■ WHAT YOU NEED TO DO ■
Each record below needs to be written out exactly as it appears.

■ ENTRIES SUPPLIED ■
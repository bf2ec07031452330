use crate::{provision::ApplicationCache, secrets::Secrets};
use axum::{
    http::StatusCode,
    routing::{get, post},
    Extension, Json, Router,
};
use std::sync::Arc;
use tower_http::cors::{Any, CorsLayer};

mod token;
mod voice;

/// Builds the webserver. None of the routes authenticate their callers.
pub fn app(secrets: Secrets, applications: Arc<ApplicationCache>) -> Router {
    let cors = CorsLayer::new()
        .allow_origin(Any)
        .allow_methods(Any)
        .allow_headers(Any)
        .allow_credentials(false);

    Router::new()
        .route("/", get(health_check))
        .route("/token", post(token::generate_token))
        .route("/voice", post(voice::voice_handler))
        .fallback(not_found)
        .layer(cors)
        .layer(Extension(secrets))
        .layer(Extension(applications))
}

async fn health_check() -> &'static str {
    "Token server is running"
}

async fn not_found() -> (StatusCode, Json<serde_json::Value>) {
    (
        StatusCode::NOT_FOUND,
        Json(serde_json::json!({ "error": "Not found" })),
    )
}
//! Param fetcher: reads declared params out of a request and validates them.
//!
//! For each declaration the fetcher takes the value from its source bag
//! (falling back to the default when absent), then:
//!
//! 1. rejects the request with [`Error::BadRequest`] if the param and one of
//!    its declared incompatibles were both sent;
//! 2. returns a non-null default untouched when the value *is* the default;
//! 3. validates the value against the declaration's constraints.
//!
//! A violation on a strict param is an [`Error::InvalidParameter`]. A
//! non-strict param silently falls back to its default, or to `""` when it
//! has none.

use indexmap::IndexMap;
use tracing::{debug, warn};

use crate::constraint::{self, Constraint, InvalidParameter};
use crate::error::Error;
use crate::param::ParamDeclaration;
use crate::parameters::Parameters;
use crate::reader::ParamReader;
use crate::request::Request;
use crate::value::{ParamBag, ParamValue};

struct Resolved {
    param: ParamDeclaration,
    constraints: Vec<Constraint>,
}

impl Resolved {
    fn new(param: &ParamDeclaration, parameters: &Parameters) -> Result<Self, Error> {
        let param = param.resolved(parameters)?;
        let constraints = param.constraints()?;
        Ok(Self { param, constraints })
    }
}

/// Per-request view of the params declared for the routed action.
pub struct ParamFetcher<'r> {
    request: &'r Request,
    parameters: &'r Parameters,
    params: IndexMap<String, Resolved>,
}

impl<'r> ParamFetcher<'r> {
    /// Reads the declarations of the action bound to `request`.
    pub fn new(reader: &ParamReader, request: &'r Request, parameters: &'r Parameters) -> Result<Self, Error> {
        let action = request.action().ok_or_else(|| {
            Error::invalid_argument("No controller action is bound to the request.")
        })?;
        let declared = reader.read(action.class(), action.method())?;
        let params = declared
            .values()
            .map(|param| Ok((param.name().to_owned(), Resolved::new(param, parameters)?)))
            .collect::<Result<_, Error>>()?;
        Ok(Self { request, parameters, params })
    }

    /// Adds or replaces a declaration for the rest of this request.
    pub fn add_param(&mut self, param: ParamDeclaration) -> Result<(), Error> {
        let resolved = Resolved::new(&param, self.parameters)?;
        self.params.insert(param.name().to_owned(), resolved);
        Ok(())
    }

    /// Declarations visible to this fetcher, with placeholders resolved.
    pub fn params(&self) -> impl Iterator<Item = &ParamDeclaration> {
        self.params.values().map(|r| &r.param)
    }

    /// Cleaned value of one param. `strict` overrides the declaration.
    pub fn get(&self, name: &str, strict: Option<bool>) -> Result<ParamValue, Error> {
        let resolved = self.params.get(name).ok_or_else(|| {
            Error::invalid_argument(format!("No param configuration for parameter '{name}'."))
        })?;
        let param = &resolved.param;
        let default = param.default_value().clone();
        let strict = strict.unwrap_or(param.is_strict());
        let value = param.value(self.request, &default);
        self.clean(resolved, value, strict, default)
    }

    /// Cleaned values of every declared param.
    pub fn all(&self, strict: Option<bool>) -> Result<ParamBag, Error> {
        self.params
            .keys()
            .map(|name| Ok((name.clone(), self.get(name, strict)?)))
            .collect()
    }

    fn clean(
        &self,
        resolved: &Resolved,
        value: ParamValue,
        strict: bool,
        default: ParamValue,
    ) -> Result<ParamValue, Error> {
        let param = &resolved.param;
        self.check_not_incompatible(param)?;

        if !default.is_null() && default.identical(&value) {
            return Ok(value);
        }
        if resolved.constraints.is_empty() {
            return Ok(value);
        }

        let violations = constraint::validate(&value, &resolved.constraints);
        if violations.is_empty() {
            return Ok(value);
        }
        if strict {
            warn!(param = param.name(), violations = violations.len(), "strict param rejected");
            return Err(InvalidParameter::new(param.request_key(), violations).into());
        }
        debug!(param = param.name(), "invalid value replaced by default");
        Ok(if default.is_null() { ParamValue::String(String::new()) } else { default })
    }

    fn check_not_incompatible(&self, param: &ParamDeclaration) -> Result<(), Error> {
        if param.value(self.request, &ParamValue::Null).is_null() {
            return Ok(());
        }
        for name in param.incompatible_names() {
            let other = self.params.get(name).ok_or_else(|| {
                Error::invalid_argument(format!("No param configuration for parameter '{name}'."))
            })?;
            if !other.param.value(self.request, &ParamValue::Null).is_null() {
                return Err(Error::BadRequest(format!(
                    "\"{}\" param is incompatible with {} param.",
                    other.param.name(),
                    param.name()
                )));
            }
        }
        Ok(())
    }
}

■ RESULT FOR THIS EXERCISE ■
repository bf2ec07031452330
use crate::{provision::ApplicationCache, secrets::Secrets};
use axum::{
    http::StatusCode,
    routing::{get, post},
    Extension, Json, Router,
};
use std::sync::Arc;
use tower_http::cors::{Any, CorsLayer};

mod token;
mod voice;

/// Builds the webserver. None of the routes authenticate their callers.
pub fn app(secrets: Secrets, applications: Arc<ApplicationCache>) -> Router {
    let cors = CorsLayer::new()
        .allow_origin(Any)
        .allow_methods(Any)
        .allow_headers(Any)
        .allow_credentials(false);

    Router::new()
        .route("/", get(health_check))
        .route("/token", post(token::generate_token))
        .route("/voice", post(voice::voice_handler))
        .fallback(not_found)
        .layer(cors)
        .layer(Extension(secrets))
        .layer(Extension(applications))
}

async fn health_check() -> &'static str {
    "Token server is running"
}

async fn not_found() -> (StatusCode, Json<serde_json::Value>) {
    (
        StatusCode::NOT_FOUND,
        Json(serde_json::json!({ "error": "Not found" })),
    )
}
//! Param fetcher: reads declared params out of a request and validates them.
//!
//! For each declaration the fetcher takes the value from its source bag
//! (falling back to the default when absent), then:
//!
//! 1. rejects the request with [`Error::BadRequest`] if the param and one of
//!    its declared incompatibles were both sent;
//! 2. returns a non-null default untouched when the value *is* the default;
//! 3. validates the value against the declaration's constraints.
//!
//! A violation on a strict param is an [`Error::InvalidParameter`]. A
//! non-strict param silently falls back to its default, or to `""` when it
//! has none.

use indexmap::IndexMap;
use tracing::{debug, warn};

use crate::constraint::{self, Constraint, InvalidParameter};
use crate::error::Error;
use crate::param::ParamDeclaration;
use crate::parameters::Parameters;
use crate::reader::ParamReader;
use crate::request::Request;
use crate::value::{ParamBag, ParamValue};

struct Resolved {
    param: ParamDeclaration,
    constraints: Vec<Constraint>,
}

impl Resolved {
    fn new(param: &ParamDeclaration, parameters: &Parameters) -> Result<Self, Error> {
        let param = param.resolved(parameters)?;
        let constraints = param.constraints()?;
        Ok(Self { param, constraints })
    }
}

/// Per-request view of the params declared for the routed action.
pub struct ParamFetcher<'r> {
    request: &'r Request,
    parameters: &'r Parameters,
    params: IndexMap<String, Resolved>,
}

impl<'r> ParamFetcher<'r> {
    /// Reads the declarations of the action bound to `request`.
    pub fn new(reader: &ParamReader, request: &'r Request, parameters: &'r Parameters) -> Result<Self, Error> {
        let action = request.action().ok_or_else(|| {
            Error::invalid_argument("No controller action is bound to the request.")
        })?;
        let declared = reader.read(action.class(), action.method())?;
        let params = declared
            .values()
            .map(|param| Ok((param.name().to_owned(), Resolved::new(param, parameters)?)))
            .collect::<Result<_, Error>>()?;
        Ok(Self { request, parameters, params })
    }

    /// Adds or replaces a declaration for the rest of this request.
    pub fn add_param(&mut self, param: ParamDeclaration) -> Result<(), Error> {
        let resolved = Resolved::new(&param, self.parameters)?;
        self.params.insert(param.name().to_owned(), resolved);
        Ok(())
    }

    /// Declarations visible to this fetcher, with placeholders resolved.
    pub fn params(&self) -> impl Iterator<Item = &ParamDeclaration> {
        self.params.values().map(|r| &r.param)
    }

    /// Cleaned value of one param. `strict` overrides the declaration.
    pub fn get(&self, name: &str, strict: Option<bool>) -> Result<ParamValue, Error> {
        let resolved = self.params.get(name).ok_or_else(|| {
            Error::invalid_argument(format!("No param configuration for parameter '{name}'."))
        })?;
        let param = &resolved.param;
        let default = param.default_value().clone();
        let strict = strict.unwrap_or(param.is_strict());
        let value = param.value(self.request, &default);
        self.clean(resolved, value, strict, default)
    }

    /// Cleaned values of every declared param.
    pub fn all(&self, strict: Option<bool>) -> Result<ParamBag, Error> {
        self.params
            .keys()
            .map(|name| Ok((name.clone(), self.get(name, strict)?)))
            .collect()
    }

    fn clean(
        &self,
        resolved: &Resolved,
        value: ParamValue,
        strict: bool,
        default: ParamValue,
    ) -> Result<ParamValue, Error> {
        let param = &resolved.param;
        self.check_not_incompatible(param)?;

        if !default.is_null() && default.identical(&value) {
            return Ok(value);
        }
        if resolved.constraints.is_empty() {
            return Ok(value);
        }

        let violations = constraint::validate(&value, &resolved.constraints);
        if violations.is_empty() {
            return Ok(value);
        }
        if strict {
            warn!(param = param.name(), violations = violations.len(), "strict param rejected");
            return Err(InvalidParameter::new(param.request_key(), violations).into());
        }
        debug!(param = param.name(), "invalid value replaced by default");
        Ok(if default.is_null() { ParamValue::String(String::new()) } else { default })
    }

    fn check_not_incompatible(&self, param: &ParamDeclaration) -> Result<(), Error> {
        if param.value(self.request, &ParamValue::Null).is_null() {
            return Ok(());
        }
        for name in param.incompatible_names() {
            let other = self.params.get(name).ok_or_else(|| {
                Error::invalid_argument(format!("No param configuration for parameter '{name}'."))
            })?;
            if !other.param.value(self.request, &ParamValue::Null).is_null() {
                return Err(Error::BadRequest(format!(
                    "\"{}\" param is incompatible with {} param.",
                    other.param.name(),
                    param.name()
                )));
            }
        }
        Ok(())
    }
}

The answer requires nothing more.